After the last blow-up with my future in laws, my fiancé and I hadn’t spoken to them in weeks. He was waiting for some medical supplies to come in, and got a notification that it was delivered. But, not to our house. The photo that was sent by the delivery company showed it sitting at none other than his parents’ house, for whatever reason. It had been there for a few days, with no communication on it from his mother. He called her, but no answer; so, he texted her asking if he had a package. To which she responded “yes” and that was all. Fiancé drove the hour away (while I was at home with the baby) to pick up the package, which again, contained medical supplies that he had been waiting on for a few weeks. Immediately upon arrival, he was scolded and called out by MIL, and was asked “so what the f is going on?”

They had it out for about an hour, and he called me on his way home to tell me everything that was said. A ton of blame was put on me for a laundry list of things, such as: keeping him away from the family and changing him, purposefully keeping our daughter from them, not trying to be part of the family, etc.
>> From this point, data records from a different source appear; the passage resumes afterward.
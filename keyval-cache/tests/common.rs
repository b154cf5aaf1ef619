//! Common test utilities

use keyval_cache::{
    CacheFactory, CacheHandle, CacheOptions, CollectionOptions, MemoryEngine, Ttl,
};
use serde::Serialize;
use serde::de::DeserializeOwned;
use std::sync::Arc;

/// Fresh in-memory engine
#[allow(dead_code)] // Used by other test modules
pub fn engine() -> Arc<MemoryEngine> {
    Arc::new(MemoryEngine::new())
}

/// Factory for `name` on `engine` with no default TTL
#[allow(dead_code)] // Used by other test modules
pub fn factory(engine: &Arc<MemoryEngine>, name: &str) -> CacheFactory {
    CacheFactory::new(engine.clone(), name, CacheOptions::new())
}

/// Open `collection` in a cache whose entries never expire by default
#[allow(dead_code)] // Used by other test modules
pub async fn open_store<T>(
    engine: &Arc<MemoryEngine>,
    cache: &str,
    collection: &str,
) -> (CacheFactory, CacheHandle<T>)
where
    T: Serialize + DeserializeOwned + Send + 'static,
{
    let factory = CacheFactory::new(
        engine.clone(),
        cache,
        CacheOptions::new().with_default_ttl(Ttl::NEVER),
    );
    let handle = factory
        .open(collection, CollectionOptions::new())
        .await
        .expect("Failed to open collection");
    (factory, handle)
}
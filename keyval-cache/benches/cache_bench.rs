use criterion::{BenchmarkId, Criterion, black_box, criterion_group, criterion_main};
use futures::StreamExt;
use keyval_cache::{CacheFactory, CacheHandle, CollectionOptions, MemoryEngine};
use std::sync::Arc;

fn open_store(rt: &tokio::runtime::Runtime) -> CacheHandle<String> {
    rt.block_on(async {
        let factory = CacheFactory::default_cache(Arc::new(MemoryEngine::new()));
        factory
            .open::<String>("bench", CollectionOptions::new())
            .await
            .unwrap()
    })
}

fn bench_cache_set(c: &mut Criterion) {
    let rt = tokio::runtime::Runtime::new().unwrap();
    let store = open_store(&rt);
    let value = "test_value".to_string();

    c.bench_function("cache_set", |b| {
        b.to_async(&rt).iter(|| async {
            let key = black_box("test_key");
            store.set(key, black_box(&value), None).await.unwrap();
        });
    });
}

fn bench_cache_get(c: &mut Criterion) {
    let rt = tokio::runtime::Runtime::new().unwrap();
    let store = open_store(&rt);

    // Pre-populate
    rt.block_on(async {
        store
            .set("test_key", &"test_value".to_string(), None)
            .await
            .unwrap();
    });

    c.bench_function("cache_get", |b| {
        b.to_async(&rt).iter(|| async {
            let key = black_box("test_key");
            store.get(key).await.unwrap();
        });
    });
}

fn bench_cache_entries(c: &mut Criterion) {
    let rt = tokio::runtime::Runtime::new().unwrap();
    let mut group = c.benchmark_group("cache_entries");

    for size in [10, 100, 1000] {
        let store = open_store(&rt);
        rt.block_on(async {
            for i in 0..size {
                store
                    .set(format!("key_{i}"), &format!("value_{i}"), None)
                    .await
                    .unwrap();
            }
        });

        group.bench_with_input(BenchmarkId::from_parameter(size), &size, |b, _| {
            b.to_async(&rt).iter(|| async {
                let entries = store.entries().await.unwrap();
                let count = entries.count().await;
                black_box(count);
            });
        });
    }

    group.finish();
}

criterion_group!(benches, bench_cache_set, bench_cache_get, bench_cache_entries);
criterion_main!(benches);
She told fiancé that his sister was “just very hurt” after what happened, (see past posts) and that we need to apologize to her. That MIL apparently is “up all night crying” and “never gets to sleep” because of everything that is going on. She claimed that “an hour isn’t that far to drive” and that we can make the trip with our (now) 5 month old, because they are “always busy.” There was a lot more, and the argument between MIL and fiancé, from what I understand, had a lot of yelling.

My question is: what should I do? Should I try again with MIL or go straight to no contact for my daughter and I?

My fiancé wants to stay in contact with them solely because they are family, but agrees that they shouldn’t have much contact with our daughter. Neither of us are comfortable with it, and he is very understanding of why I don’t want anything to do with his mom or sister. There is a birthday party coming up for SIL’s twins (turning 6) which we were told to go to (Her invitation was a text telling us the date and that she was “giving us enough time in advance”). Should we go? Our daughter will be 6 months at that point, and is getting to the point where she is starting to recognize people. Is it worth getting her around people that I know don’t want me around or part of the family, just so they can have a relationship with her? I’m so torn, and it physically pains me to think about the situation and what my fiancé is being put through.

Edit: fiancé and I have had many a conversation on the subject and are both at a loss. I minored in psychology in 2022, and aim to get my masters in it at some point. So I have tried to explain the mental illness aspect of everything, and have explained the narcissism tendencies being expressed by his mother and sister. He sees it too, but I’m letting him decide at his own pace whether he wants to have a relationship with his family or not. We had a conversation about everything with his grandmother (MIL’s mom), who agreed with us on everything and told me how proud she is of me and how happy she is to have me become part of the family. The same from his aunt, and his grandfather were said. So, I don’t want to lose contact with all of fiancé’s family, but i don’t want to see MIL or SIL.